~/tools/directus
Directus
tool

Directus

Directus is an open source headless CMS and data platform you can self-host — a Contentful and Airtable alternative that wraps any SQL database in instant REST and GraphQL APIs plus a visual admin app.

What is Directus?

Directus is a headless CMS and backend data platform that wraps any SQL database in an instant REST and GraphQL API plus a visual admin app. You point it at a new or existing Postgres, MySQL, or SQLite database and it mirrors your schema — no data migration and no proprietary tables required.
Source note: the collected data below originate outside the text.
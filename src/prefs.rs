//! Persistent preference state: the last opened book and a custom storage
//! root.
//!
//! The store receives a [`Preferences`] implementation at construction time
//! instead of reaching for global state. [`FilePreferences`] keeps the values
//! in a tiny TOML file; writes are best-effort and only logged on failure.

use serde::{Deserialize, Serialize};
use std::fs;
use std::path::{Path, PathBuf};
use tracing::{debug, warn};

pub trait Preferences {
    fn last_book(&self) -> Option<String>;
    fn set_last_book(&mut self, name: &str);
    fn storage_root(&self) -> Option<PathBuf>;
    fn set_storage_root(&mut self, root: &Path);
}

#[derive(Debug, Clone, Default, PartialEq, Eq, Serialize, Deserialize)]
struct PreferenceState {
    #[serde(default)]
    last_book: Option<String>,
    #[serde(default)]
    storage_root: Option<PathBuf>,
}

/// Preferences that live only for the lifetime of the process.
#[derive(Debug, Clone, Default)]
pub struct MemoryPreferences {
    state: PreferenceState,
}

impl MemoryPreferences {
    pub fn new() -> Self {
        Self::default()
    }
}

impl Preferences for MemoryPreferences {
    fn last_book(&self) -> Option<String> {
        self.state.last_book.clone()
    }

    fn set_last_book(&mut self, name: &str) {
        self.state.last_book = Some(name.to_string());
    }

    fn storage_root(&self) -> Option<PathBuf> {
        self.state.storage_root.clone()
    }

    fn set_storage_root(&mut self, root: &Path) {
        self.state.storage_root = Some(root.to_path_buf());
    }
}

/// Preferences persisted to a TOML file on every change.
#[derive(Debug, Clone)]
pub struct FilePreferences {
    path: PathBuf,
    state: PreferenceState,
}

impl FilePreferences {
    /// Read preferences from `path`; a missing or invalid file starts empty.
    pub fn load(path: &Path) -> Self {
        let state = match fs::read_to_string(path) {
            Ok(data) => toml::from_str(&data).unwrap_or_else(|err| {
                warn!(path = %path.display(), "Invalid preferences TOML: {err}");
                PreferenceState::default()
            }),
            Err(_) => PreferenceState::default(),
        };
        debug!(path = %path.display(), last_book = ?state.last_book, "Loaded preferences");
        FilePreferences {
            path: path.to_path_buf(),
            state,
        }
    }

    pub fn path(&self) -> &Path {
        &self.path
    }

    fn persist(&self) {
        if let Some(parent) = self.path.parent() {
            if let Err(err) = fs::create_dir_all(parent) {
                warn!(path = %parent.display(), "Failed to create preferences folder: {err}");
            }
        }
        match toml::to_string(&self.state) {
            Ok(contents) => {
                if let Err(err) = fs::write(&self.path, contents) {
                    warn!(path = %self.path.display(), "Failed to save preferences: {err}");
                }
            }
            Err(err) => warn!("Failed to serialize preferences: {err}"),
        }
    }
}

impl Preferences for FilePreferences {
    fn last_book(&self) -> Option<String> {
        self.state.last_book.clone()
    }

    fn set_last_book(&mut self, name: &str) {
        if self.state.last_book.as_deref() == Some(name) {
            return;
        }
        self.state.last_book = Some(name.to_string());
        self.persist();
    }

    fn storage_root(&self) -> Option<PathBuf> {
        self.state.storage_root.clone()
    }

    fn set_storage_root(&mut self, root: &Path) {
        self.state.storage_root = Some(root.to_path_buf());
        self.persist();
    }
}

#[cfg(test)]
mod tests {
    use super::*;
    use std::time::{SystemTime, UNIX_EPOCH};

    fn unique_temp_file(name: &str) -> PathBuf {
        let nanos = SystemTime::now()
            .duration_since(UNIX_EPOCH)
            .expect("clock should be after epoch")
            .as_nanos();
        std::env::temp_dir().join(format!("wordbook_prefs_{name}_{nanos}/preferences.toml"))
    }

    #[test]
    fn file_preferences_survive_reload() {
        let path = unique_temp_file("reload");
        let mut prefs = FilePreferences::load(&path);
        assert_eq!(prefs.last_book(), None);

        prefs.set_last_book("Travel");
        prefs.set_storage_root(Path::new("/srv/words"));

        let reloaded = FilePreferences::load(&path);
        assert_eq!(reloaded.last_book().as_deref(), Some("Travel"));
        assert_eq!(reloaded.storage_root(), Some(PathBuf::from("/srv/words")));

        if let Some(dir) = path.parent() {
            let _ = fs::remove_dir_all(dir);
        }
    }

    #[test]
    fn invalid_file_starts_empty() {
        let path = unique_temp_file("invalid");
        fs::create_dir_all(path.parent().expect("parent dir")).expect("create dir");
        fs::write(&path, "last_book = [unclosed").expect("write junk");

        let prefs = FilePreferences::load(&path);
        assert_eq!(prefs.last_book(), None);

        if let Some(dir) = path.parent() {
            let _ = fs::remove_dir_all(dir);
        }
    }

    #[test]
    fn unwritable_location_keeps_values_in_memory() {
        let path = unique_temp_file("blocked");
        let dir = path.parent().expect("parent dir");
        fs::create_dir_all(dir.parent().expect("grandparent dir")).expect("create grandparent");
        fs::write(dir, "a file where the folder should be").expect("write blocker");

        let mut prefs = FilePreferences::load(&path);
        prefs.set_last_book("Travel");
        assert_eq!(prefs.last_book().as_deref(), Some("Travel"));
        assert!(!path.exists());

        let _ = fs::remove_file(dir);
    }

    #[test]
    fn memory_preferences_hold_values() {
        let mut prefs = MemoryPreferences::new();
        prefs.set_last_book("Default");
        assert_eq!(prefs.last_book().as_deref(), Some("Default"));
        assert_eq!(prefs.storage_root(), None);
    }
}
What is Directus best for?

Teams that have (or want) a real SQL database and need two things at once: a developer-facing API and a friendly interface for non-technical people to manage the data. It fits headless content for websites and apps, internal admin panels, and acting as a general backend for almost any project.

What can Directus do?

  • Generate REST and GraphQL APIs automatically from your database schema
  • Connect to existing SQL databases — Postgres, MySQL, MariaDB, SQLite, MS SQL, OracleDB, CockroachDB — without migrating data
  • Give non-technical users a no-code admin app (Directus Studio) with granular role and field-level permissions
  • Build automations visually with Flows, using event and scheduled triggers
  • Extend everything with custom endpoints, hooks, interfaces, and modules
  • Manage files and assets with on-the-fly image transformations
  • Expose data to AI agents through a built-in MCP server

Where does Directus fall short?

  • It’s source-available, not OSI open source. Current versions use the Monospace Sustainable Core License (MSCL) and require a license key. Only organizations under $5M revenue and 50 employees get full free use via the Open Innovation Grant; larger teams hit a capped free Core (3 seats, limited collections). Each version converts to GPLv3 four years after release.
  • It only works with SQL databases — there’s no NoSQL, document, or realtime database support.
  • It’s a backend platform you assemble around your own database, not a turnkey hosted CMS — there’s more to wire up and tune than a managed product that just works out of the box.

Is Directus free?

Partly. Directus is free to self-host, and small organizations — under $5M in revenue and fewer than 50 employees — get full, unrestricted use through the free Open Innovation Grant after registering for a license key. Larger organizations get a free but capped Core tier (3 seats, a limited number of collections and flows); lifting those limits or using enterprise features needs a paid plan. Directus Cloud (managed hosting) starts around $99/mo, and paid Team plans start at $499/mo billed annually.

What does Directus replace?

Directus is an open source alternative to Contentful for headless content management and to Airtable for turning a database into a usable data app with an API. Because it ships an admin UI over your own SQL data, teams also reach for it in place of internal-tool builders like Retool. Unlike Strapi, which manages its own schema, Directus layers onto an existing database instead of owning it.

FAQ

Is Directus open source? Not in the strict OSI sense anymore. Since v12 the core is source-available under the Monospace Sustainable Core License (MSCL) — the code is public, the SDKs stay MIT-licensed, and each release converts to GPLv3 four years after it ships.

Can I self-host Directus for free? Yes. Self-hosting is free, and organizations under $5M revenue with fewer than 50 employees get unrestricted use through the free Open Innovation Grant. Larger teams can run the capped free Core tier or buy a commercial license.

Is Directus a good Contentful or Airtable alternative? For teams that want to own their data in a SQL database with both an API and an admin UI, yes. It’s more flexible than Contentful’s hosted CMS and more developer-oriented than Airtable — the tradeoff is running the infrastructure yourself.

What do I need to run Directus? A server with Node.js (Docker is the recommended path) and a supported SQL database such as Postgres or MySQL. SQLite works well for small projects and local development.